5 Steps to High Performance

Building a red hot, high performance team is amongst the top goals of most business leaders.  Covey's definition of culture as a 'feeling' I like, as this points largely to culture being shifting sands that we can mould and adapt, not fixed and inflexible.  Importantly, we have an ability to change culture through attitude rather than skill alone.  Over the years, working with some of the world's top organisations, I have witnessed many top performers and their teams, here are some of the features:

'Change culture through attitude rather than skill'


There is an 'I' in team.  Conditioning comes from training hard to build what you need to rely on for the main event.  Being part of a cycling pack may mean that you can reduce your power output, drag and yet increase your efficiency, but are these desirable outcomes during your conditioning period?  The DNA of high performance lies in the lonely, repetitive, hard work and dark nights that goes into training.  This conditioning ensures that high performers have experienced a full spectrum of emotions, decisions and perhaps physical challenges before they hit the race or the challenge.  John Young, one of NASA's most experienced astronaut's was hurled into space facing incredible forces - famously, during one launch his pulse rate remained unchanged.  Conditioning ensures a cool head and physical preparedness for otherwise overwhelming situations.  The kind of preparation that high performers undertake means that when working with others, they are prepared, contribute, are useful and help the team to drive a high performance outcome.  This also goes for the mental work:  top performers do the research, are well read and seek to become experts in their field.    

'The DNA of high performance lies in the lonely, repetitive, hard work and dark nights that goes into training


If you are a member of a team, you have a responsibility to that team.  There is no room for passengers or the apathetic.  The best teams are free of blame and instead focus on accountability and more importantly responsibility to the task and the big goals.  High performance is not an easy path, but if you can inspire each other to the 'feeling' of high performance, this will be intoxicating and ultimately lead to less resistance, less blame and more efficiency.  An airline pilot has to rely on trust, that the engineers have completed their work effectively - you cannot be across everything in a high performing team.  Remember that a culture is flexible, you can change it by creating that 'feeling', setting a direction and inspiring others to follow.  Most people genuinely want to do great work - be a leader and help to remove obstacles that stand in their way.  

'There is no room for passengers or the apathetic'


One of my favourite commentators, Richard Rumelt points to leverage and advantage as key strategic opportunities.  The best teams have an acute under understanding of who is in their team, what their strengths are and equally what aspects may be missing to achieve its mission.  Prior analysis, critical thinking are important attributes as are self-awareness, self-reflection and trust.  High performers acknowledge their power and have self-awareness about their deficits.  

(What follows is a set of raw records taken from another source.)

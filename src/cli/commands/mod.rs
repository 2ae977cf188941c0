//! CLI command implementations
//!
//! This module contains all CLI command implementations.

pub mod export;
pub mod init;
pub mod status;
pub mod unset;
pub mod validate;

use crate::config::{secret_string, ExporterConfig};
use crate::core::access::AccessRequest;
use crate::domain::ExporterError;

/// Success
pub const EXIT_OK: i32 = 0;
/// Configuration error
pub const EXIT_CONFIG: i32 = 2;
/// Token or capability check failed
pub const EXIT_ACCESS_DENIED: i32 = 3;
/// Store or export failure
pub const EXIT_FATAL: i32 = 5;

/// Exit code for an error returned by the engines or the store
pub fn exit_code_for(error: &ExporterError) -> i32 {
    match error {
        ExporterError::Configuration(_) => EXIT_CONFIG,
        e if e.is_access_denied() => EXIT_ACCESS_DENIED,
        _ => EXIT_FATAL,
    }
}

/// Request carrying the operator's token and configured capabilities
fn access_request(token: Option<&str>, config: &ExporterConfig) -> AccessRequest {
    AccessRequest::new(
        token.map(|t| secret_string(t.to_string())),
        config.security.operator_capabilities.clone(),
    )
}

#[cfg(test)]
mod tests {
    use super::*;
    use crate::domain::StoreError;

    #[test]
    fn test_exit_code_mapping() {
        assert_eq!(
            exit_code_for(&ExporterError::Configuration("x".to_string())),
            EXIT_CONFIG
        );
        assert_eq!(
            exit_code_for(&ExporterError::Authentication("x".to_string())),
            EXIT_ACCESS_DENIED
        );
        assert_eq!(
            exit_code_for(&ExporterError::Authorization("x".to_string())),
            EXIT_ACCESS_DENIED
        );
        assert_eq!(
            exit_code_for(&StoreError::Unavailable("x".to_string()).into()),
            EXIT_FATAL
        );
    }
}
//! Domain models and types for the order exporter.
//!
//! # Overview
//!
//! The domain layer provides:
//! - **Strongly-typed identifiers** ([`OrderId`])
//! - **Domain models** ([`Order`], [`OrderStatus`])
//! - **Error types** ([`ExporterError`], [`StoreError`])
//! - **Result type alias** ([`Result`])
//!
//! # Builder Pattern
//!
//! ```rust
//! use order_exporter::domain::{Order, OrderStatus};
//! use chrono::Utc;
//!
//! # fn example() -> Result<(), Box<dyn std::error::Error>> {
//! let order = Order::builder()
//!     .id("1042")?
//!     .status(OrderStatus::Completed)
//!     .date_created(Utc::now())
//!     .billing_email("jane@example.com")
//!     .build()?;
//! # Ok(())
//! # }
//! ```

pub mod errors;
pub mod ids;
pub mod order;
pub mod result;

pub use errors::{ExporterError, StoreError};
pub use ids::OrderId;
pub use order::{Order, OrderBuilder, OrderStatus};
pub use result::Result;
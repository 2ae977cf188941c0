//! Configuration file loading
//!
//! `order-exporter.toml` is read once per invocation. `${VAR}` references
//! outside comment lines are expanded before parsing, and
//! `ORDER_EXPORTER_<SECTION>_<KEY>` variables take precedence over the file.

use super::schema::{ExporterConfig, StoreBackend};
use super::secret::secret_string;
use crate::domain::errors::ExporterError;
use crate::domain::result::Result;
use regex::{Captures, Regex};
use std::fs;
use std::io;
use std::path::Path;

const ENV_PREFIX: &str = "ORDER_EXPORTER_";

/// Load, expand, override and validate a configuration file
///
/// # Errors
///
/// Returns [`ExporterError::Configuration`] when the file is missing or
/// unreadable, a referenced variable is unset, the TOML is malformed, or a
/// value fails validation.
///
/// # Examples
///
/// ```no_run
/// use order_exporter::config::loader::load_config;
///
/// let config = load_config("order-exporter.toml").expect("Failed to load config");
/// assert!(!config.store.path.is_empty());
/// ```
pub fn load_config(path: impl AsRef<Path>) -> Result<ExporterConfig> {
    let path = path.as_ref();

    let raw = match fs::read_to_string(path) {
        Ok(raw) => raw,
        Err(e) if e.kind() == io::ErrorKind::NotFound => {
            return Err(config_error(format!(
                "Configuration file not found: {}",
                path.display()
            )));
        }
        Err(e) => {
            return Err(config_error(format!("Cannot read {}: {e}", path.display())));
        }
    };

    let expanded = expand_env_refs(&raw)?;
    let mut config: ExporterConfig = toml::from_str(&expanded)
        .map_err(|e| config_error(format!("Invalid TOML in {}: {e}", path.display())))?;

    apply_env_overrides(&mut config);
    config
        .validate()
        .map_err(|e| config_error(format!("Invalid configuration: {e}")))?;

    Ok(config)
}

fn config_error(message: String) -> ExporterError {
    ExporterError::Configuration(message)
}

/// Replace `${VAR}` with the variable's value, line by line
///
/// Lines starting with `#` are kept verbatim. Every unset variable is
/// reported in a single error.
fn expand_env_refs(input: &str) -> Result<String> {
    let pattern = Regex::new(r"\$\{([A-Z_][A-Z0-9_]*)\}")
        .map_err(|e| config_error(format!("Invalid substitution pattern: {e}")))?;
    let mut missing: Vec<String> = Vec::new();
    let mut out = String::with_capacity(input.len());

    for line in input.lines() {
        if line.trim_start().starts_with('#') {
            out.push_str(line);
        } else {
            let expanded = pattern.replace_all(line, |caps: &Captures| {
                std::env::var(&caps[1]).unwrap_or_else(|_| {
                    if !missing.iter().any(|name| name == &caps[1]) {
                        missing.push(caps[1].to_string());
                    }
                    caps[0].to_string()
                })
            });
            out.push_str(&expanded);
        }
        out.push('\n');
    }

    if missing.is_empty() {
        Ok(out)
    } else {
        Err(config_error(format!(
            "Missing required environment variables: {}",
            missing.join(", ")
        )))
    }
}

fn env_override(key: &str) -> Option<String> {
    std::env::var(format!("{ENV_PREFIX}{key}")).ok()
}

fn env_flag(key: &str) -> Option<bool> {
    env_override(key).map(|v| matches!(v.trim().to_ascii_lowercase().as_str(), "1" | "true" | "yes"))
}

/// Apply `ORDER_EXPORTER_<SECTION>_<KEY>` variables over the parsed file
fn apply_env_overrides(config: &mut ExporterConfig) {
    if let Some(level) = env_override("APPLICATION_LOG_LEVEL") {
        config.application.log_level = level;
    }
    if let Some(dry_run) = env_flag("APPLICATION_DRY_RUN") {
        config.application.dry_run = dry_run;
    }

    if let Some(backend) = env_override("STORE_BACKEND") {
        match backend.as_str() {
            "json_file" => config.store.backend = StoreBackend::JsonFile,
            "memory" => config.store.backend = StoreBackend::Memory,
            other => tracing::warn!(backend = %other, "Ignoring unknown store backend override"),
        }
    }
    if let Some(path) = env_override("STORE_PATH") {
        config.store.path = path;
    }

    if let Some(dir) = env_override("EXPORT_OUTPUT_DIR") {
        config.export.output_dir = dir;
    }
    if let Some(prefix) = env_override("EXPORT_FILENAME_PREFIX") {
        config.export.filename_prefix = prefix;
    }

    if let Some(token) = env_override("SECURITY_ACTION_TOKEN") {
        config.security.action_token = Some(secret_string(token));
    }
    if let Some(caps) = env_override("SECURITY_OPERATOR_CAPABILITIES") {
        config.security.operator_capabilities = caps
            .split(',')
            .map(str::trim)
            .filter(|cap| !cap.is_empty())
            .map(str::to_string)
            .collect();
    }

    if let Some(enabled) = env_flag("LOGGING_LOCAL_ENABLED") {
        config.logging.local_enabled = enabled;
    }
    if let Some(path) = env_override("LOGGING_LOCAL_PATH") {
        config.logging.local_path = path;
    }
    if let Some(rotation) = env_override("LOGGING_LOCAL_ROTATION") {
        config.logging.local_rotation = rotation;
    }
}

It is impossible for one person to perform 100% every day, all year.  Cycle activity through the team so that you take advantage of key team members attributes at different times.  Encourage down-time, rest and a culture of work hard/ rest hard to ensure that you can manage sustainable high performance.  Some leaders opt for flexible working.  The only downside to this comes when you have a combination of a lack of trust, clarity, accountability or responsibility.  It is a leaders responsibility to create a landscape that sets people up for success, you can't rely on hope.  'Fail to plan, plan to fail'.  

'It is a leaders responsibility to create a landscape that sets people up for success.'


Sleep, eat well and exercise.  This is a significantly under-represented aspect of high performance - it is a physiological fact that your brain will perform much better if you are physically healthy.  Our body's chemistry has a huge impact on our ability to perform optimally.  Aim for at least 10,000 steps a day to keep the blood circulating around your body and oxygen to the grey matter.  A great commentator once said "your body is not just a vehicle to carry around your brain". 

'Our body's chemistry has a huge impact on our ability to perform optimally.'


  • Train hard, so that when it matters you can 'show up' and perform optimally for your team

  • Take responsibility for yourself, trust others and work hard to replace blame with pre-planning and responsibility. 

  • Understand yourself and your team and play to your strengths

  • Work hard and rest hard

  • Look after your body, it is your ticket to the future. 

Author: Mark McOnie, Founder of Branch Out.